▼
use chrono::NaiveDate;
use serde::{Deserialize, Serialize};
use uuid::Uuid;

use super::deposit::{DepositKind, DepositStatus};
use super::fund::FundCategory;

/// Gain over a cost basis, as an amount and a percentage of that basis.
#[derive(Debug, Clone, Copy, PartialEq, Serialize, Deserialize)]
pub struct AbsoluteReturn {
    pub amount: f64,

    /// `amount / invested * 100`, or 0 when nothing was invested
    pub percent: f64,
}

/// Profit/loss of a fund against its net invested amount.
pub type ProfitLoss = AbsoluteReturn;

/// Whole-portfolio totals shown on the dashboard.
#[derive(Debug, Clone, PartialEq, Serialize, Deserialize)]
pub struct PortfolioTotals {
    /// Σ units × NAV over all funds
    pub total_value: f64,

    /// Σ buys − Σ sells over all transactions
    pub total_invested: f64,

    /// total_value − total_invested
    pub profit_loss: f64,

    /// profit_loss / total_invested × 100 (0 when total_invested <= 0)
    pub profit_loss_pct: f64,

    pub fund_count: usize,
}

/// One row of the holdings table.
#[derive(Debug, Clone, PartialEq, Serialize, Deserialize)]
pub struct HoldingSummary {
    pub fund_id: Uuid,

    pub fund_name: String,

    pub category: FundCategory,

    pub units: f64,

    pub current_nav: f64,

    /// units × current_nav
    pub current_value: f64,

    /// Buys minus sells for this fund
    pub net_invested: f64,

    /// net_invested / units
    pub average_cost: f64,

    pub profit_loss: f64,

    pub profit_loss_pct: f64,

    /// This fund's value / total holdings value × 100
    pub allocation_pct: f64,
}

/// Return of a single fund, for side-by-side comparison.
#[derive(Debug, Clone, PartialEq, Serialize, Deserialize)]
pub struct FundPerformance {
    pub fund_id: Uuid,

    pub fund_name: String,

    pub return_pct: f64,

    pub current_value: f64,
}

/// Result of the lump-sum returns calculator.
#[derive(Debug, Clone, PartialEq, Serialize, Deserialize)]
pub struct ReturnSummary {
    /// Initial plus additional investments
    pub total_invested: f64,

    pub current_value: f64,

    pub absolute_return: f64,

    pub absolute_return_pct: f64,

    /// Compound annual growth rate in percent
    pub cagr: f64,
}

/// Result of the SIP future-value calculator.
#[derive(Debug, Clone, PartialEq, Serialize, Deserialize)]
pub struct SipProjection {
    pub total_invested: f64,

    pub future_value: f64,

    /// future_value − total_invested
    pub gain: f64,

    /// gain / total_invested × 100 (0 when nothing is invested)
    pub gain_pct: f64,
}

/// One year of a SIP projection schedule (cumulative figures).
#[derive(Debug, Clone, PartialEq, Serialize, Deserialize)]
pub struct SipYearPoint {
    /// 1-based year number
    pub year: u32,

    /// Monthly installment during this year (after step-up)
    pub monthly_installment: f64,

    pub cumulative_invested: f64,

    pub projected_value: f64,
}

/// Estimated maturity of a bank deposit.
#[derive(Debug, Clone, PartialEq, Serialize, Deserialize)]
pub struct DepositMaturity {
    pub deposit_id: Uuid,

    pub name: String,

    pub kind: DepositKind,

    pub status: DepositStatus,

    pub maturity_date: NaiveDate,

    /// Tenure in years (days / 365.25)
    pub tenure_years: f64,

    pub maturity_value: f64,
}

/// Progress of a financial plan towards its target.
#[derive(Debug, Clone, PartialEq, Serialize, Deserialize)]
pub struct PlanProgress {
    pub plan_id: Uuid,

    pub name: String,

    /// current / target × 100 (0 when target <= 0)
    pub progress_pct: f64,

    /// Amount still needed (never negative)
    pub remaining: f64,

    /// Estimated date the target is reached, when it can be projected
    pub projected_completion: Option<NaiveDate>,
}

/// Everything the dashboard page needs in one call.
#[derive(Debug, Clone, PartialEq, Serialize, Deserialize)]
pub struct DashboardSummary {
    pub as_of_date: NaiveDate,

    pub totals: PortfolioTotals,

    /// Monthly outflow of all active SIPs
    pub active_sip_monthly: f64,

    /// Principal locked in active deposits
    pub active_deposit_principal: f64,

    pub active_plans: usize,

    /// Most recent transactions first, capped at `Settings::recent_transactions`
    pub recent_transactions: Vec<super::transaction::Transaction>,

    /// Fund value share for the allocation chart, largest first
    pub allocation: Vec<(String, f64)>,
}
▲
Only the lines holding "Result" are wanted, so copy each of them from the material.

/// Result of the lump-sum returns calculator.
/// Result of the SIP future-value calculator.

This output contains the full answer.